1. What will migrate to the cloud and what will remain on premise?
Even though the trend is toward the cloud, on-premise systems continue to play an important role for many companies. Especially in the case of time recording and payroll accounting – and even though leading providers are working hard to rectify this – numerous HR cloud solutions are missing certain functions and resort to dividing tasks in a hybrid system landscape.
The established on-premise solution that is geared to company-specific features provides a firm foundation for the core processes that can’t (as yet) be mapped in the cloud, while innovations forge ahead in the agile cloud environment. As a result, it’s above all strategically important tasks such as talent management, recruitment and performance management that are migrating to the cloud, together with cutting-edge master data storage and globally standardized organizational management.
Company-wide standardization of systems not only ensures end-to-end transparency, but also creates the basis for real-time data analyses. It has the added advantage of making systems more user friendly and directly involving staff.
2. What role does HR play and which tasks are assumed by IT?
Transferring processes to the cloud changes the roles of HR and IT. For example, it’s normally HR departments that initiate cloud projects. They are also increasingly assuming tasks involving the provision of cloud services – including support and the evaluation/adaptation of new features – which means they require IT know-how in addition to conventional HR expertise.
Corporate IT, on the other hand, is moving away from blueprint-based technical implementation and instead focusing more on the integration of cloud solutions that ensure reliable and cost-effective operation of digitalized HR processes. At the same time, IT is taking on an advisory role when it comes to the further development of the HR product portfolio. Release management is just one example of this.

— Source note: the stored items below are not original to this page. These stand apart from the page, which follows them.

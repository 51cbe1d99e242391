//! Inline span resolution.
//!
//! Spans are found in a fixed precedence order: code, links, bold,
//! strikethrough, asterisk italic, underscore italic. Every pass only looks at
//! bytes no earlier pass has claimed, so the leftover markers of one construct
//! are never read as part of another. Resolved spans are kept as structured
//! claims over the source text and stitched back together at the end, with
//! unclaimed text in between becoming [`Span::Text`].

use std::sync::LazyLock;

use regex::{Captures, Regex};

use crate::block::Span;

static CODE: LazyLock<Regex> = LazyLock::new(|| Regex::new(r"`([^`]+)`").expect("code pattern"));
static LINK: LazyLock<Regex> =
    LazyLock::new(|| Regex::new(r"\[([^\]]+)\]\(([^)]+)\)").expect("link pattern"));
// Inner single asterisks are allowed, the content may not start or end with one.
static BOLD: LazyLock<Regex> = LazyLock::new(|| {
    Regex::new(r"\*\*([^*\n](?:[^\n]*?[^*\n])?)\*\*").expect("bold pattern")
});
static STRIKETHROUGH: LazyLock<Regex> =
    LazyLock::new(|| Regex::new(r"~~([^~\n]+?)~~").expect("strikethrough pattern"));

/// Resolve the inline spans of a single line of text.
pub fn resolve_spans(text: &str) -> Vec<Span> {
    let mut buffer = SpanBuffer::new(text);

    buffer.claim_pattern(&CODE, |caps| Some(Span::Code(caps[1].to_string())));
    buffer.claim_pattern(&LINK, |caps| {
        Some(Span::Link {
            text: caps[1].to_string(),
            url: caps[2].to_string(),
        })
    });
    buffer.claim_pattern(&BOLD, |caps| {
        non_blank(&caps[1]).map(|content| Span::Bold(content.to_string()))
    });
    buffer.claim_pattern(&STRIKETHROUGH, |caps| {
        non_blank(&caps[1]).map(|content| Span::Strikethrough(content.to_string()))
    });
    buffer.claim_italic('*');
    buffer.claim_italic('_');

    buffer.into_spans()
}

fn non_blank(content: &str) -> Option<&str> {
    if content.trim().is_empty() {
        None
    } else {
        Some(content)
    }
}

fn is_word_char(c: char) -> bool {
    c.is_alphanumeric() || c == '_'
}

/// A resolved span covering `start..end` of the source text.
#[derive(Debug)]
struct Claim {
    start: usize,
    end: usize,
    span: Span,
}

struct SpanBuffer<'a> {
    text: &'a str,
    // One flag per byte of `text`
    claimed: Vec<bool>,
    claims: Vec<Claim>,
}

impl<'a> SpanBuffer<'a> {
    fn new(text: &'a str) -> Self {
        Self {
            text,
            claimed: vec![false; text.len()],
            claims: Vec::new(),
        }
    }

    /// Maximal byte ranges that no pass has claimed yet.
    fn unclaimed_runs(&self) -> Vec<(usize, usize)> {
        let mut runs = Vec::new();
        let mut start = None;
        for (i, &claimed) in self.claimed.iter().enumerate() {
            match (claimed, start) {
                (false, None) => start = Some(i),
                (true, Some(s)) => {
                    runs.push((s, i));
                    start = None;
                }
                _ => {}
            }
        }
        if let Some(s) = start {
            runs.push((s, self.claimed.len()));
        }
        runs
    }

    fn claim(&mut self, start: usize, end: usize, span: Span) {
        for flag in &mut self.claimed[start..end] {
            *flag = true;
        }
        self.claims.push(Claim { start, end, span });
    }

    /// Claim every non-overlapping match of `re` inside unclaimed text.
    ///
    /// `build` may reject a match, in which case scanning resumes one
    /// character after where that match started.
    fn claim_pattern(&mut self, re: &Regex, build: impl Fn(&Captures) -> Option<Span>) {
        let text = self.text;
        let mut found = Vec::new();

        for (run_start, run_end) in self.unclaimed_runs() {
            let segment = &text[run_start..run_end];
            let mut pos = 0;
            while pos < segment.len() {
                let Some(caps) = re.captures_at(segment, pos) else {
                    break;
                };
                let Some(whole) = caps.get(0) else {
                    break;
                };
                match build(&caps) {
                    Some(span) => {
                        found.push((run_start + whole.start(), run_start + whole.end(), span));
                        pos = whole.end();
                    }
                    None => {
                        pos = whole.start()
                            + segment[whole.start()..]
                                .chars()
                                .next()
                                .map_or(1, char::len_utf8);
                    }
                }
            }
        }

        for (start, end, span) in found {
            self.claim(start, end, span);
        }
    }

    /// Claim single-marker emphasis such as `*word*` or `_word_`.
    ///
    /// The opening marker must sit at the start of the text or follow a
    /// non-word character, and the closing marker must sit at the end of the
    /// text or precede one. A neighbour claimed by an earlier pass counts as a
    /// word character, and so does a character already used by a match of
    /// this pass.
    fn claim_italic(&mut self, marker: char) {
        let text = self.text;
        let mut found = Vec::new();

        for (run_start, run_end) in self.unclaimed_runs() {
            // Nothing at or before `floor` may serve as a boundary for a new match
            let mut floor = run_start;
            let mut pos = run_start;
            while let Some(offset) = text[pos..run_end].find(marker) {
                let open = pos + offset;
                pos = open + marker.len_utf8();

                if !self.opens_at(open, floor) {
                    continue;
                }
                let body_start = open + marker.len_utf8();
                let Some(close_offset) = text[body_start..run_end].find([marker, '\n']) else {
                    break;
                };
                let close = body_start + close_offset;
                if text[close..].starts_with('\n') {
                    continue;
                }
                let content = &text[body_start..close];
                let after = close + marker.len_utf8();
                if content.trim().is_empty() || !self.closes_at(after) {
                    continue;
                }

                found.push((open, after, Span::Italic(content.to_string())));
                floor = after;
                pos = after;
            }
        }

        for (start, end, span) in found {
            self.claim(start, end, span);
        }
    }

    fn opens_at(&self, open: usize, floor: usize) -> bool {
        if open == 0 {
            return true;
        }
        match self.text[..open].char_indices().next_back() {
            Some((i, c)) => i >= floor && !self.claimed[i] && !is_word_char(c),
            None => true,
        }
    }

    fn closes_at(&self, after: usize) -> bool {
        match self.text[after..].chars().next() {
            Some(c) => !self.claimed[after] && !is_word_char(c),
            None => true,
        }
    }

    fn into_spans(mut self) -> Vec<Span> {
        self.claims.sort_by_key(|claim| claim.start);

        let mut spans = Vec::with_capacity(self.claims.len() * 2 + 1);
        let mut cursor = 0;
        for claim in self.claims {
            if claim.start > cursor {
                spans.push(Span::Text(self.text[cursor..claim.start].to_string()));
            }
            spans.push(claim.span);
            cursor = claim.end;
        }
        if cursor < self.text.len() {
            spans.push(Span::Text(self.text[cursor..].to_string()));
        }
        spans
    }
}
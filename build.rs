use std::fs;

use toml::{Table, Value};

// Keys the bundled config must define, with the TOML type each one needs
const SCHEMA: &[(&str, &str, Kind)] = &[
    ("links", "new_tab", Kind::Bool),
    ("links", "rel", Kind::Str),
    ("code", "show_language", Kind::Bool),
    ("blocks", "render_spacers", Kind::Bool),
    ("table", "ragged_rows", Kind::OneOf(&["pad", "as_is"])),
    ("list", "indent_rem", Kind::Float),
];

enum Kind {
    Bool,
    Str,
    Float,
    OneOf(&'static [&'static str]),
}

fn check(section: &str, key: &str, kind: &Kind, value: Option<&Value>) -> Result<(), String> {
    let value = value.ok_or_else(|| format!("missing [{section}] {key}"))?;
    let ok = match (kind, value) {
        (Kind::Bool, Value::Boolean(_)) => true,
        (Kind::Str, Value::String(_)) => true,
        (Kind::Float, Value::Float(_) | Value::Integer(_)) => true,
        (Kind::OneOf(allowed), Value::String(s)) => allowed.contains(&s.as_str()),
        _ => false,
    };
    if ok {
        Ok(())
    } else {
        Err(format!("bad value for [{section}] {key}: {value}"))
    }
}

fn main() {
    let config_path = "src/default_config.toml";
    println!("cargo:rerun-if-changed={}", config_path);

    let content = fs::read_to_string(config_path).expect("Failed to read default_config.toml");
    let table = match content.parse::<Table>() {
        Ok(table) => table,
        Err(e) => panic!("Invalid default_config.toml: {}", e),
    };

    for (section, key, kind) in SCHEMA {
        let value = table
            .get(*section)
            .and_then(Value::as_table)
            .and_then(|section| section.get(*key));
        if let Err(e) = check(section, key, kind, value) {
            panic!("Invalid default_config.toml: {}", e);
        }
    }
}
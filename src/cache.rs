use crate::block::ContentNode;

/// Remembers the nodes of the last rendered input.
///
/// Rendering the same string again returns the stored nodes; any other string
/// replaces them. Suited to a view that re-renders one message repeatedly.
#[derive(Debug, Default)]
pub struct MemoRenderer {
    last: Option<(String, Vec<ContentNode>)>,
}

impl MemoRenderer {
    pub fn new() -> Self {
        Self::default()
    }

    pub fn render(&mut self, content: &str) -> &[ContentNode] {
        let hit = matches!(&self.last, Some((input, _)) if input == content);
        if hit {
            tracing::trace!(len = content.len(), "memoized render hit");
        } else {
            self.last = Some((content.to_string(), crate::render(content)));
        }
        self.last.as_ref().map_or(&[][..], |(_, nodes)| nodes.as_slice())
    }

    /// Forget the stored render.
    pub fn clear(&mut self) {
        self.last = None;
    }
}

Data silos that may have formed between HR and IT are thus eliminated and, ideally, multidisciplinary teams are created. The prerequisite here is for the specialist role (HR) to have an equivalent IT counterpart at every level of the HR IT organization. At managerial level, for example, there is one global HR product management representative and one HR IT platform management counterpart. This principle remains the same for every HR functional area, such as talent management and talent acquisition, so that there is always one process manager from HR and one functional manager from HR IT operating and developing the processes and systems in tandem.
3. Where is global harmonization appropriate and where should a certain degree of local freedom remain?
How to link the newly established global functional environment in the cloud to individual sites is a particular issue for decentralized companies with sites in different countries. Too much local independence has a negative impact on the newly acquired transparency and process efficiency, while too little makes the solution less likely to be properly accepted.
Combining bottom-up and top-down approaches is advisable to find the right balance. Regional representatives incorporate consolidated technical and regulatory requirements relating, for instance, to the Asia-Pacific region. In parallel to this, global functions provide information about planned initiatives and changes – in the context of regular cloud releases, for example. This dialog takes place in change governance communities. Stakeholders use these forums to regularly meet and discuss issues such as the areas where adjustments are needed, how to further develop specific functional areas, what is going well and where improvements are required.
Including sites and regional stakeholders means they not only have a say in the new global process model, but also become actively involved and act as a driving force. Consequently, they are additionally responsible for helping HR communicate and, above all, implement the transformation.
Finding the ideal balance
Companies in the midst of a digital HR transformation should view HR and IT holistically. When it comes to placing these departments on a new footing and, on this basis, defining global requirements and associated processes, the following questions need to be considered jointly: What is feasible? Where does the cloud deliver concrete added value? And where should things be left as they are? However, one thing is certain – HR and IT will work together more closely in the future. When rolling out an HR cloud solution, it’s vital to lay a firm foundation.